## Prompt
Working from the records below, repeat exactly the lines starting at the line that contains "Tuning for the" and ending at the line that contains "balancer, orchestrator, upstream", inclusive.

Given data below:

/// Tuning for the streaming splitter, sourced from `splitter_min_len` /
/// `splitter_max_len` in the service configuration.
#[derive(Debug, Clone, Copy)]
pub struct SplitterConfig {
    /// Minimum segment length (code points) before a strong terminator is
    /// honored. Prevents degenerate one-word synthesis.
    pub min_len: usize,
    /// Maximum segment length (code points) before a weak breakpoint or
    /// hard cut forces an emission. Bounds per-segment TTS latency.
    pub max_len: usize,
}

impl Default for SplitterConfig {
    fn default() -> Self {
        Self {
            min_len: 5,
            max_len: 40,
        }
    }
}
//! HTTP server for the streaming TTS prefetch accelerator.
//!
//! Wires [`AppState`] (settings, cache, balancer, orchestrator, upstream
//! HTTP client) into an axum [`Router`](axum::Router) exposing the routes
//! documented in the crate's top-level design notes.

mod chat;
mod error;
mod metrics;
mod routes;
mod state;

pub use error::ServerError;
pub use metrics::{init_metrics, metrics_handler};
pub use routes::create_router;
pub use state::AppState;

End of Given data.
Given data below:

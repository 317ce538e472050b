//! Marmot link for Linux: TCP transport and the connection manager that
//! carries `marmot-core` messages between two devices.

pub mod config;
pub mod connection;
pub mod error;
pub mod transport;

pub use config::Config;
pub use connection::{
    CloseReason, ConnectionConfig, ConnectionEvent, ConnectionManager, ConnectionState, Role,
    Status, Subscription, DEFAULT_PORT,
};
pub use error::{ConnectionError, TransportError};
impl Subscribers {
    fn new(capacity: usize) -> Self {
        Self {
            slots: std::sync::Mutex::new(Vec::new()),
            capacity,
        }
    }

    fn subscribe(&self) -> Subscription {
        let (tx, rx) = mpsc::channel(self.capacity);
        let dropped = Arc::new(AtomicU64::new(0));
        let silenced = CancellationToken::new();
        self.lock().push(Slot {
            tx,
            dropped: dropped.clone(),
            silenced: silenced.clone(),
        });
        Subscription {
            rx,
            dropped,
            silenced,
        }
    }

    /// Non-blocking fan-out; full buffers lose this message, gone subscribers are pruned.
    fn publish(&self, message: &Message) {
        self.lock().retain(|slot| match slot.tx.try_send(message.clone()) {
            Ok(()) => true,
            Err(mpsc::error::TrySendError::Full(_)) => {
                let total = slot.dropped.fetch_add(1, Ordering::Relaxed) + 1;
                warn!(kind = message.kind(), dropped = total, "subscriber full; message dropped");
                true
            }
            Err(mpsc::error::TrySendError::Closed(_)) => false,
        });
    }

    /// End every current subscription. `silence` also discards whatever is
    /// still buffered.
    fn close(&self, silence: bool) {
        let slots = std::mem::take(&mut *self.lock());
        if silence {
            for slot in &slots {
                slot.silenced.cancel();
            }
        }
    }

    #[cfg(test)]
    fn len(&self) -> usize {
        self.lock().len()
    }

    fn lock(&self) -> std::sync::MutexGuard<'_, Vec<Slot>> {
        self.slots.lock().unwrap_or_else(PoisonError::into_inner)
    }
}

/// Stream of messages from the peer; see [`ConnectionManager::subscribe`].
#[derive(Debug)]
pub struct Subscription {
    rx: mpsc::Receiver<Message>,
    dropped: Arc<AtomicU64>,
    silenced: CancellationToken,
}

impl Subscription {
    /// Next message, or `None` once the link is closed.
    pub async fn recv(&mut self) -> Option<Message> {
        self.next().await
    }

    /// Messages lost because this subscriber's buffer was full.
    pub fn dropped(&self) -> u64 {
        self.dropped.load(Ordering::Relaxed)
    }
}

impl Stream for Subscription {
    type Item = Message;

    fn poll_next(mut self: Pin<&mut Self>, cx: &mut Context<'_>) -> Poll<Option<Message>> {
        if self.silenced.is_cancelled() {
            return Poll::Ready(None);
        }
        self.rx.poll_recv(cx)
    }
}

End of Given data.

## Response area
/// Tuning for the streaming splitter, sourced from `splitter_min_len` /
/// `splitter_max_len` in the service configuration.
#[derive(Debug, Clone, Copy)]
pub struct SplitterConfig {
    /// Minimum segment length (code points) before a strong terminator is
    /// honored. Prevents degenerate one-word synthesis.
    pub min_len: usize,
    /// Maximum segment length (code points) before a weak breakpoint or
    /// hard cut forces an emission. Bounds per-segment TTS latency.
    pub max_len: usize,
}

impl Default for SplitterConfig {
    fn default() -> Self {
        Self {
            min_len: 5,
            max_len: 40,
        }
    }
}
//! HTTP server for the streaming TTS prefetch accelerator.
//!
//! Wires [`AppState`] (settings, cache, balancer, orchestrator, upstream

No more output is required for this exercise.